Mil gracias a ti, Javier, por aportar siempre claridad y (muchos) datos adicionales a mis ideas.
Por no extenderme demasiado, me remito al comentario que le he dejado a Chus en otra parte: como dices, y ante la imposibilidad de fijar una idea de «yo» o de «conciencia» que sea científicamente exacta, me parece que deberíamos comportarnos de acuerdo con la idea —o fantasía— de que existen las opciones y que ese indefinible «yo» es un elemento volitivo consciente y razonable, capaz de tomar en consideración juicios, experiencias, percepciones, etc., y así escoger lo que creemos adecuado.
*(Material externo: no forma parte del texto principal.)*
//! Dispatch tables for UniProt entries.
//!
//! See <https://www.uniprot.org/docs/keywlist> for the keyword codes.

use std::collections::{HashMap, HashSet};

use indexmap::IndexMap;

use crate::domain::schema::{self, slots, UnknownSlot};

/// Cross-reference databases known to carry nothing worth importing
pub const IGNORED_DATABASES: &[&str] = &[
    "GO",                // Gene Ontology
    "InterPro",
    "EC",                // ExPASy/Brenda
    "EMBL",              // European Nucleotide Archive
    "EnsemblBacteria",
    "OrthoDB",
    "Proteomes",
    "RefSeq",            // Reference genome sequences
    "PRINTS",            // Protein motif fingerprints
    "PATRIC",            // Pathosystems
    "BioCyc",            // Pathway/genome
    "GeneID",
    "Gene3D",
    "PANTHER",
    "SMART",
    "UniPathway",
    "KEGG",
    "HOGENOM",
    "OMA",
    "UniGene",
    "MGI",               // Mouse genome
    "UCSC",              // Genome browser
    "Bgee",              // Gene expression
    "IntAct",            // Protein-protein interaction
    "PeptideAtlas",
    "PRIDE",
    "FlyBase",
    "eggNOG",
    "PDBsum",            // Redundant with PDB
    "PIR",
    "STRING",
    "PaxDb",             // Protein abundance
    "HOVERGEN",
    "TCDB",              // Transport proteins
    "MINT",
    "EvolutionaryTrace",
    "ArachnoServer",     // Spider toxins
    "CAZy",              // Carbohydrate-active enzymes
    "Ensembl",
    "PMAP-CutDB",        // Proteolysis
    "MaizeGDB",
    "iPTMnet",
    "KO",                // Orthologs
    "Genevisible",
    "ExpressionAtlas",
    "SABIO-RK",          // Biochemical kinetics
    "Allergome",
    "PRO",               // Protein ontology
    "DisProt",
    "InParanoid",
    "Araport",
    "ConoServer",        // Cone snail toxins
];

/// Databases whose id is stored in the `ID` slot behind a short prefix
pub const PREFIXED_DATABASES: &[(&str, &str)] = &[
    ("SUPFAM", "supfam"),
    ("Pfam", "pfam"),
    ("ProteinModelPortal", "pmp"),
    ("TIGRFAMs", "tigrfams"),
    ("HAMAP", "hamap"),
    ("PROSITE", "prosite"),
    ("PIRSF", "pirsf"),
    ("CDD", "cdd"),
    ("ProDom", "prodom"),
    ("SMR", "smr"),
];

/// Databases whose bare id is stored in a dedicated slot
pub const SLOTTED_DATABASES: &[(&str, usize)] = &[("PDB", slots::PDB)];

/// Curated keyword codes that set a property
pub const CURATED_KEYWORDS: &[(&str, &[&str])] = &[
    ("antimicrobial", &["KW-0929", "KW-0081", "KW-0044"]),
    ("antibacterial", &["KW-0081"]),
    ("antifungal", &["KW-0295"]),
    ("antiviral", &["KW-0930"]),
    ("antitumor", &["KW-0043"]),
];

/// Free-text fragments hinting at a property (matched case-insensitively)
pub const HEURISTIC_KEYWORDS: &[(&str, &[&str])] = &[
    ("antimicrobial", &["microbial"]),
    ("antigram_pos", &["gram-positive"]),
    ("antigram_neg", &["gram-negative"]),
    ("antibacterial", &["bacterial"]),
    ("antiviral", &["viral"]),
    ("anticancer", &["cancer", "tumor", "anticancer", "antitumor"]),
    ("antiprotozoal", &["protozoa"]),
    ("antiplasmodial", &["plasmodi"]),
    ("antiparasitic", &["parasit"]),
    ("antitrypanosomic", &["trypanosom"]),
    ("antileishmania", &["leishman"]),
    ("insecticidal", &["insecticid"]),
    ("toxic", &["toxic"]),
    ("cytotoxic", &["cytotoxic"]),
    ("antiangiogenic", &["antiangiogen"]),
    ("hemolytic", &["hemolytic"]),
    ("pdb", &["pdb"]),
    ("PMID", &["PMID"]),
    ("DSSP", &["DSSP"]),
];

/// Immutable dispatch tables consumed by the classifier
#[derive(Debug, Clone)]
pub struct ClassifierTables {
    /// Database types skipped without a diagnostic
    pub ignored_databases: HashSet<String>,

    /// Database type -> prefix for the `ID` slot
    pub prefixed_databases: HashMap<String, String>,

    /// Database type -> slot receiving the bare id
    pub slotted_databases: HashMap<String, usize>,

    /// Slot -> keyword codes that set it (slot order matters)
    pub curated_keywords: IndexMap<usize, Vec<String>>,

    /// Slot -> lower-cased text fragments hinting at it
    pub heuristic_keywords: IndexMap<usize, Vec<String>>,
}

impl ClassifierTables {
    /// Tables for UniProt XML entries
    pub fn uniprot() -> Result<Self, UnknownSlot> {
        let mut slotted_databases = HashMap::new();
        for (db, slot) in SLOTTED_DATABASES {
            slotted_databases.insert(db.to_string(), schema::check_id(*slot)?);
        }

        Ok(Self {
            ignored_databases: IGNORED_DATABASES.iter().map(|db| db.to_string()).collect(),
            prefixed_databases: PREFIXED_DATABASES
                .iter()
                .map(|(db, prefix)| (db.to_string(), prefix.to_string()))
                .collect(),
            slotted_databases,
            curated_keywords: resolve(CURATED_KEYWORDS, |code| code.to_string())?,
            heuristic_keywords: resolve(HEURISTIC_KEYWORDS, str::to_lowercase)?,
        })
    }

    /// Add database types to the ignore list
    pub fn with_ignored_databases<I, S>(mut self, databases: I) -> Self
    where
        I: IntoIterator<Item = S>,
        S: Into<String>,
    {
        self.ignored_databases
            .extend(databases.into_iter().map(Into::into));
        self
    }
}

fn resolve(
    table: &[(&str, &[&str])],
    normalize: impl Fn(&str) -> String,
) -> Result<IndexMap<usize, Vec<String>>, UnknownSlot> {
    let mut resolved = IndexMap::new();
    for (name, words) in table {
        let slot = schema::id_of(name)?;
        resolved.insert(slot, words.iter().map(|w| normalize(w)).collect());
    }
    Ok(resolved)
}
//! UniProt REST client.
//!
//! Searches go through the `stream` endpoint (one accession per line, TSV);
//! entries are retrieved as XML.

use std::time::Duration;

use async_trait::async_trait;

use super::{parse_accession_list, DocumentSource, RetrievalFailure, SearchQuery};

/// Default UniProtKB REST endpoint
pub const DEFAULT_BASE_URL: &str = "https://rest.uniprot.org/uniprotkb";

/// UniProt REST client
pub struct UniProtClient {
    /// Base URL of the UniProtKB API
    base_url: String,
    /// Timeout for searches
    search_timeout: Duration,
    /// Timeout for single-entry retrieval
    fetch_timeout: Duration,
    /// HTTP client
    client: reqwest::Client,
}

impl Default for UniProtClient {
    fn default() -> Self {
        Self::new(DEFAULT_BASE_URL)
    }
}

impl UniProtClient {
    /// Create a client with default timeouts (60s search, 5s fetch)
    pub fn new(base_url: impl Into<String>) -> Self {
        Self {
            base_url: base_url.into().trim_end_matches('/').to_string(),
            search_timeout: Duration::from_secs(60),
            fetch_timeout: Duration::from_secs(5),
            client: reqwest::Client::new(),
        }
    }

    pub fn with_timeouts(mut self, search: Duration, fetch: Duration) -> Self {
        self.search_timeout = search;
        self.fetch_timeout = fetch;
        self
    }

    /// Build the search URL endpoint
    fn search_url(&self) -> String {
        format!("{}/stream", self.base_url)
    }

    /// Build the entry URL
    fn entry_url(&self, accession: &str) -> String {
        format!("{}/{}.xml", self.base_url, accession)
    }

    /// UniProt query expression for a search
    pub fn query_expression(query: &SearchQuery) -> String {
        format!(
            "({}) AND (length:[1 TO {}]) AND (reviewed:{})",
            query.terms, query.max_length, query.reviewed
        )
    }

    async fn get_text(
        &self,
        request: reqwest::RequestBuilder,
        target: &str,
        timeout: Duration,
    ) -> Result<String, RetrievalFailure> {
        let failure = |e: reqwest::Error| {
            if e.is_timeout() {
                RetrievalFailure::Timeout {
                    target: target.to_string(),
                    seconds: timeout.as_secs(),
                }
            } else {
                RetrievalFailure::Transport {
                    target: target.to_string(),
                    message: e.to_string(),
                }
            }
        };

        let response = request.timeout(timeout).send().await.map_err(failure)?;

        let status = response.status();
        if !status.is_success() {
            return Err(RetrievalFailure::Status {
                target: target.to_string(),
                status: status.as_u16(),
            });
        }

        response.text().await.map_err(failure)
    }
}

#[async_trait]
impl DocumentSource for UniProtClient {
    fn name(&self) -> &str {
        "uniprot"
    }

    async fn search(&self, query: &SearchQuery) -> Result<Vec<String>, RetrievalFailure> {
        let expression = Self::query_expression(query);
        tracing::info!(query = %expression, "Interrogating UniProt");

        let request = self.client.get(self.search_url()).query(&[
            ("query", expression.as_str()),
            ("fields", "accession"),
            ("format", "tsv"),
        ]);

        let listing = self
            .get_text(request, &query.terms, self.search_timeout)
            .await?;
        let accessions = parse_accession_list(&listing);

        tracing::info!("UniProt returned {} entries", accessions.len());
        Ok(accessions)
    }

    async fn fetch(&self, accession: &str) -> Result<String, RetrievalFailure> {
        tracing::debug!(accession, "Retrieving entry from UniProt");

        let request = self.client.get(self.entry_url(accession));
        self.get_text(request, accession, self.fetch_timeout).await
    }
}
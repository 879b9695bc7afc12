//! Core record and import logic.
//!
//! This module contains:
//! - Codec: two-line record encoding and decoding
//! - Document: owned element tree of a UniProt entry
//! - Classifier: populates entries from documents
//! - Importer: search, retrieve, classify and index entries

pub mod classifier;
pub mod codec;
pub mod document;
pub mod importer;

// Re-export commonly used types
pub use classifier::{Classification, Classifier, ClassifierTables};
pub use codec::{decode, encode, RecordError};
pub use document::{Document, DocumentError, Element};
pub use importer::{ImportSummary, Importer};
//! Two-line record format of the ADAPTABLE database.
//!
//! ```text
//! >uniprotP12345; ACDEFG; Test protein; _ _ ... _
//! ACDEFG
//! ```
//!
//! The header holds one field per schema slot, in slot order. An unset slot
//! is written as `_`; a set slot is its values joined by `;` with a trailing
//! `;`. The second line is the raw sequence.

use thiserror::Error;

use crate::domain::{slots, Entry, EntryError, SLOT_COUNT};

/// Header line marker
pub const MARKER: char = '>';

/// Field written for a slot without values
pub const PLACEHOLDER: &str = "_";

/// Value separator inside a field
pub const SEPARATOR: char = ';';

/// A record that cannot be decoded
#[derive(Debug, Clone, PartialEq, Eq, Error)]
pub enum RecordError {
    #[error("Header line does not start with '>'")]
    MissingMarker,

    #[error("Sequence line is empty")]
    EmptySequence,

    #[error("Header sequence {header:?} does not match sequence line {sequence:?}")]
    SequenceMismatch { header: String, sequence: String },

    #[error(transparent)]
    Entry(#[from] EntryError),
}

/// Encode an entry as a header line and a sequence line, both newline-terminated
pub fn encode(entry: &Entry) -> String {
    let mut record = String::with_capacity(4 * SLOT_COUNT + 2 * entry.sequence().len());
    record.push(MARKER);

    for (slot_id, values) in entry.slots() {
        if slot_id > 1 {
            record.push(' ');
        }

        if values.is_empty() {
            record.push_str(PLACEHOLDER);
        } else {
            for value in values {
                record.push_str(value);
                record.push(SEPARATOR);
            }
        }
    }

    record.push('\n');
    record.push_str(entry.sequence());
    record.push('\n');
    record
}

/// Decode a header line and its paired sequence line
///
/// Missing trailing fields are unset; fields beyond the schema are ignored.
/// A non-empty `sequence` field must agree with the sequence line.
pub fn decode(header_line: &str, sequence_line: &str) -> Result<Entry, RecordError> {
    let body = header_line
        .trim_end()
        .strip_prefix(MARKER)
        .ok_or(RecordError::MissingMarker)?;

    let sequence = sequence_line.trim();
    if sequence.is_empty() {
        return Err(RecordError::EmptySequence);
    }

    let mut entry = Entry::try_new(sequence)?;

    for (idx, field) in split_fields(body).into_iter().take(SLOT_COUNT).enumerate() {
        let slot_id = idx + 1;
        if field == PLACEHOLDER {
            continue;
        }

        for value in field.split(SEPARATOR).map(str::trim).filter(|v| !v.is_empty()) {
            if slot_id == slots::SEQUENCE && value != sequence {
                return Err(RecordError::SequenceMismatch {
                    header: value.to_string(),
                    sequence: sequence.to_string(),
                });
            }
            entry.push(slot_id, value)?;
        }
    }

    Ok(entry)
}

/// Split a header body into fields
///
/// Fields are whitespace-separated, but a set field always ends with `;`,
/// so whitespace inside a value (`Test protein;`) does not end the field.
/// Tokens are only joined when the run ends in a `;`-terminated token
/// before any `_`. Otherwise every token is its own field, which is how
/// hand-edited headers without separators are read.
fn split_fields(body: &str) -> Vec<&str> {
    let tokens = tokens(body);
    let mut fields = Vec::with_capacity(tokens.len());
    let mut idx = 0;

    while idx < tokens.len() {
        let (start, token) = tokens[idx];
        let run_end = tokens[idx..]
            .iter()
            .position(|(_, t)| *t == PLACEHOLDER || t.ends_with(SEPARATOR))
            .map(|offset| idx + offset)
            .filter(|end| tokens[*end].1.ends_with(SEPARATOR));

        match run_end {
            Some(end) => {
                let (last_start, last) = tokens[end];
                fields.push(&body[start..last_start + last.len()]);
                idx = end + 1;
            }
            None => {
                fields.push(token);
                idx += 1;
            }
        }
    }

    fields
}

/// Whitespace-separated tokens with their byte offsets
fn tokens(body: &str) -> Vec<(usize, &str)> {
    let mut tokens = Vec::new();
    let mut token_start = None;

    for (idx, ch) in body.char_indices() {
        match (ch.is_whitespace(), token_start) {
            (true, Some(start)) => {
                tokens.push((start, &body[start..idx]));
                token_start = None;
            }
            (false, None) => token_start = Some(idx),
            _ => {}
        }
    }

    if let Some(start) = token_start {
        tokens.push((start, &body[start..]));
    }

    tokens
}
Quizá es una posición un tanto kantiana, tanto en su formulación como en su rigorismo, pero uno tiene ya suficientes años para considerar que, como seres sociales, es tal vez lo mínimo que debemos exigirnos a nosotros mismos.
Gracias por este texto que genera espacio para un debate con inteligencia y sensibilidad. Me reconozco en muchas de sus inquietudes, y sin embargo, me descubro habitando una grieta ligeramente distinta.
Creo que sí: tenemos opciones, innumerables posibilidades que la cultura, la experiencia o el azar nos colocan delante. Pero no creo que tengamos la libertad de elegir una concreta al margen de la maquinaria que somos. La elección, cuando llega, no es fruto de una voluntad soberana, sino de un empuje más profundo: biológico, emocional, inconsciente, que ya ha operado mucho antes de que aparezca la ilusión del “yo decidiendo”. En otras palabras, yo creo que somos conscientes de tener opciones, pero no somos libres a la hora de seleccionar una de ellas. Y ese matiz lo cambia todo.
No niego la existencia de un margen, de un pequeño intervalo donde algo puede torcerse o afirmarse. Pero incluso ahí, el peso de lo anterior —de lo aprendido, lo sentido, lo temido— suele ser más determinante que cualquier idea de libertad en abstracto.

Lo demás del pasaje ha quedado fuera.